Re: Design related question
Date: Sun, 10 Dec 2023 23:50:58 +0530
Message-ID: <CAEzWdqcWTw=fssOvVW68aQZ1McTEd9OObhFPUAx5ZQifaTesGw_at_mail.gmail.com>
Additionally, I want to understand, as we used to see the data dictionary views (called AWR views) in Oracle to see the current and historical performance statistics like CPU, IO , Memory usage, object level contentions etc. in the oracle database. Do we have such a thing available in Aurora postgre, so as to monitor the performance and get some idea of how well the load test goes and what capacity is available or are we saturating it?
Also can we just keep two databases one for OLTP and other for OLAP, i.e recent data on Aurora postgresql and then all historical data on Snowflake?
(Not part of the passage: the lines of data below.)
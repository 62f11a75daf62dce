use serde::{Deserialize, Serialize};

/// Running totals of a session, copied into completion events for progress reporting.
#[derive(Serialize, Deserialize, Default, Clone, Copy, Debug, PartialEq, Eq)]
pub struct AnalysisTotals {
    pub indexed_classes: usize,
    pub indexed_methods: usize,
    pub indexed_fields: usize,
    pub instructions: usize,
    pub method_calls: usize,
    pub field_calls: usize,
}
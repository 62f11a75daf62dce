use serde::{Deserialize, Serialize};

/// Identifies the analysis session that produced an event, with the size of its
/// accumulated program model at the time the event was sent.
#[derive(Serialize, Deserialize, Default, Clone, Debug, PartialEq, Eq)]
pub struct SessionInfo {
    pub session_id: String,
    pub known_classes: usize,
    pub known_methods: usize,
    pub known_fields: usize,
}
use std::fs;
use std::path::Path;
use std::time::Instant;

use chrono::Utc;
use event_bus::types::session_info::SessionInfo;
use event_bus::{
    AnalysisEvent, BatchAnalysisCompleted, BatchAnalysisEvent, BatchAnalysisFailed,
    BatchAnalysisStarted, EventBus, source_label,
};
use tracing::{info, warn};
use uuid::Uuid;

use crate::batch::BatchDatabase;
use crate::config::AnalysisConfig;
use crate::error::Result;
use crate::linking::InstructionLinker;
use crate::merge::{MergeReport, Merger};
use crate::model::{ClassId, FieldRef, FieldView, MethodId, MethodRef, MethodView, Tag, TagCategory};
use crate::parsing::{ClassFileSource, ClassParser};
use crate::program::ProgramDatabase;
use crate::resolution::Resolver;
use crate::stats::{AnalysisStatistics, Counters};
use crate::tagging::{EntityRef, TaggableCollection};

/// One analysis session: the accumulated program model, its running totals
/// and the notification hook fired around every batch.
///
/// Callers serialize access; a merge must not overlap with queries.
pub struct Analyzer {
    session_id: String,
    config: AnalysisConfig,
    db: ProgramDatabase,
    counters: Counters,
    event_bus: Option<EventBus>,
    started_at: Instant,
}

impl Default for Analyzer {
    fn default() -> Self {
        Self::new(AnalysisConfig::default())
    }
}

impl Analyzer {
    pub fn new(config: AnalysisConfig) -> Self {
        Self {
            session_id: Uuid::new_v4().to_string(),
            config,
            db: ProgramDatabase::new(),
            counters: Counters::default(),
            event_bus: None,
            started_at: Instant::now(),
        }
    }

    pub fn with_event_bus(mut self, event_bus: EventBus) -> Self {
        self.event_bus = Some(event_bus);
        self
    }

    pub fn session_id(&self) -> &str {
        &self.session_id
    }

    pub fn config(&self) -> &AnalysisConfig {
        &self.config
    }

    pub fn database(&self) -> &ProgramDatabase {
        &self.db
    }

    pub fn counters(&self) -> Counters {
        self.counters
    }

    pub fn session_info(&self) -> SessionInfo {
        SessionInfo {
            session_id: self.session_id.clone(),
            known_classes: self.db.classes().len(),
            known_methods: self.db.methods().len(),
            known_fields: self.db.fields().len(),
        }
    }

    /// Merges `batch` into the program model. Resolution and linking are
    /// best-effort, so this never fails; anomalies are logged.
    pub fn analyze_batch(&mut self, batch: BatchDatabase) -> MergeReport {
        let source = source_label(batch.source.as_deref());
        self.notify(BatchAnalysisEvent::Started(BatchAnalysisStarted {
            session: self.session_info(),
            source: source.clone(),
            classes_to_merge: batch.len(),
            started_at: Utc::now(),
        }));

        let report = Merger::new(&mut self.db, &mut self.counters, &self.config).merge(batch);

        self.notify(BatchAnalysisEvent::Completed(BatchAnalysisCompleted {
            session: self.session_info(),
            source,
            classes_added: report.classes_added,
            classes_overridden: report.classes_overridden,
            methods_linked: report.methods_linked,
            totals: self.counters.into(),
            completed_at: Utc::now(),
        }));
        report
    }

    /// Parses every accepted file below `path` and merges the result as one batch.
    /// Files that cannot be read or parsed are skipped.
    pub fn analyze_path<P: ClassParser>(&mut self, path: &Path, parser: &P) -> Result<MergeReport> {
        let source = match ClassFileSource::from_path(path, &self.config) {
            Ok(source) => source,
            Err(e) => {
                self.notify(BatchAnalysisEvent::Failed(BatchAnalysisFailed {
                    session: self.session_info(),
                    source: source_label(Some(path)),
                    error: e.to_string(),
                    failed_at: Utc::now(),
                }));
                return Err(e);
            }
        };
        info!(path = %path.display(), files = source.files.len(), "Analyzing path");

        let mut batch = BatchDatabase::with_source(path);
        for file in &source.files {
            let content = match fs::read_to_string(file) {
                Ok(content) => content,
                Err(e) => {
                    warn!(file = %file.display(), "Could not read class file: {}", e);
                    continue;
                }
            };
            match parser.parse(&content) {
                Ok(unit) => batch.add_class(unit),
                Err(e) => warn!(file = %file.display(), "Could not parse class file: {}", e),
            }
        }

        Ok(self.analyze_batch(batch))
    }

    /// Registers an empty class that is known to exist but was never parsed.
    pub fn add_class_from_fqcn(&mut self, fqcn: &str) -> ClassId {
        self.db.add_class(fqcn)
    }

    pub fn resolve_type(&mut self, fqcn: &str) -> ClassId {
        Resolver::new(&mut self.db).resolve_type(fqcn)
    }

    pub fn resolve_field(&mut self, reference: &FieldRef) -> FieldView {
        Resolver::new(&mut self.db).resolve_field(reference)
    }

    pub fn resolve_method(&mut self, reference: &MethodRef, is_static_call: bool) -> MethodView {
        Resolver::new(&mut self.db).resolve_method(reference, is_static_call)
    }

    pub fn link_method(&mut self, method: MethodId) -> Result<()> {
        InstructionLinker::new(&mut self.db, &mut self.counters)
            .with_slow_threshold(self.config.slow_method_threshold_ms)
            .link_method(method)
    }

    pub fn tag_all(&mut self, tag: impl Into<Tag>) -> usize {
        self.db.tag_all(&tag.into())
    }

    pub fn tag_all_as_internal(&mut self) -> usize {
        self.db.tag_all_as_internal()
    }

    pub fn tag_all_if<P>(&mut self, predicate: P, tag: impl Into<Tag>) -> usize
    where
        P: FnMut(&str, EntityRef<'_>) -> bool,
    {
        self.db.tag_all_if(predicate, &tag.into())
    }

    pub fn tag_if<P>(&mut self, collection: TaggableCollection, predicate: P, tag: impl Into<Tag>) -> usize
    where
        P: FnMut(&str, EntityRef<'_>) -> bool,
    {
        self.db.tag_if(collection, predicate, &tag.into())
    }

    pub fn add_tag_category(&mut self, name: &str, tags: Vec<String>) {
        self.db.add_tag_category(name, tags);
    }

    pub fn tag_categories(&self) -> impl Iterator<Item = &TagCategory> {
        self.db.tag_categories().values()
    }

    pub fn statistics(&self) -> AnalysisStatistics {
        AnalysisStatistics::new(
            self.session_id.clone(),
            self.started_at.elapsed(),
            self.counters,
            &self.db,
        )
    }

    fn notify(&self, event: BatchAnalysisEvent) {
        if let Some(bus) = &self.event_bus {
            bus.send(&AnalysisEvent::Batch(event));
        }
    }
}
On Sun, Dec 10, 2023 at 11:34 PM yudhi s <learnerdatabase99_at_gmail.com> wrote:
> Thank you so much Mark, Pap.
>
> From the OLTP database we are expecting ~15K TPS write and 2K TPS read
> response. The response for the UI queries are expected to be within
> seconds. But yes, as mentioned individual transactions will be batched and
> then will be written to the database, so in that way if we use batch size
> of 1000, that ~15K online TPS would be converted to ~15 batch
> transactions/seconds which would consume significantly less resource and
> also the contentions will be minimized to a great extent. Please correct me
> if I'm wrong.
>
> Currently we are on Oracle Exadata on premise. To test if Aurora postgre
> will be comparable to cater the above needs (in regards to the expected
> performance with nominal cost) ,how should we test it? As we won't be able
> to do everything right away, Should we test basic read and write
> performance and benchmark to have some confidence and go ahead with
> development?
>
> Say for example if one transaction consists of ~8 Inserts we can create a
> sample target table on aurora Postgresql with required indexes/constraints
> and try running those inserts from multiple threads(for concurrency) using
> blazemeter and see/compare the response time, CPU, Memory etc. Similarly to
> see read performance we can run multiple select queries from blazemeter and
> compare the response time.
>
> As Mark rightly mentioned *"the most important bit is that you make sure
> all the pieces local to the data base before the first insert takes place
> and that since your commit point is by batches the entire batch is local to
> the database before the first insert takes place. You do not want even a
> LAN hiccup (or gcc overload in the case of RAC) exposing you extension of
> your concurrency footprint and most especially any uniqueness
> constraints." *
> So does this mean we need to write the app code such that all the values
> for those ~8 inserts queries for ~1000 batches(which would be ~8000
> inserts) have to be prepared collected and stored in the cache by the app
> layer and submitted to the database at one shot so that they can be either
> committed all in one shot or rollback. And that would be truly batch
> processing and would reduce the contentions in the target table making
> write faster.
> or else first Insert all the rows , one by one into a stage table and then
> insert into the main table(which will be having all the indexes/constraints
> etc) by selecting rows from the stage table in batches of ~1000 rows.
>
>
>
>
> On Sun, Dec 10, 2023 at 10:59 PM Pap <oracle.developer35_at_gmail.com> wrote:
>
>> I have seen a similar use case , live data along with recent few months
>> of data eligible for OLTP use case landed in AWS postgresql database and
>> then historical data(from few months to ~2years) in snowflake for the
>> analytics or OLAP use case. And rest of the data( 2years till 10 years)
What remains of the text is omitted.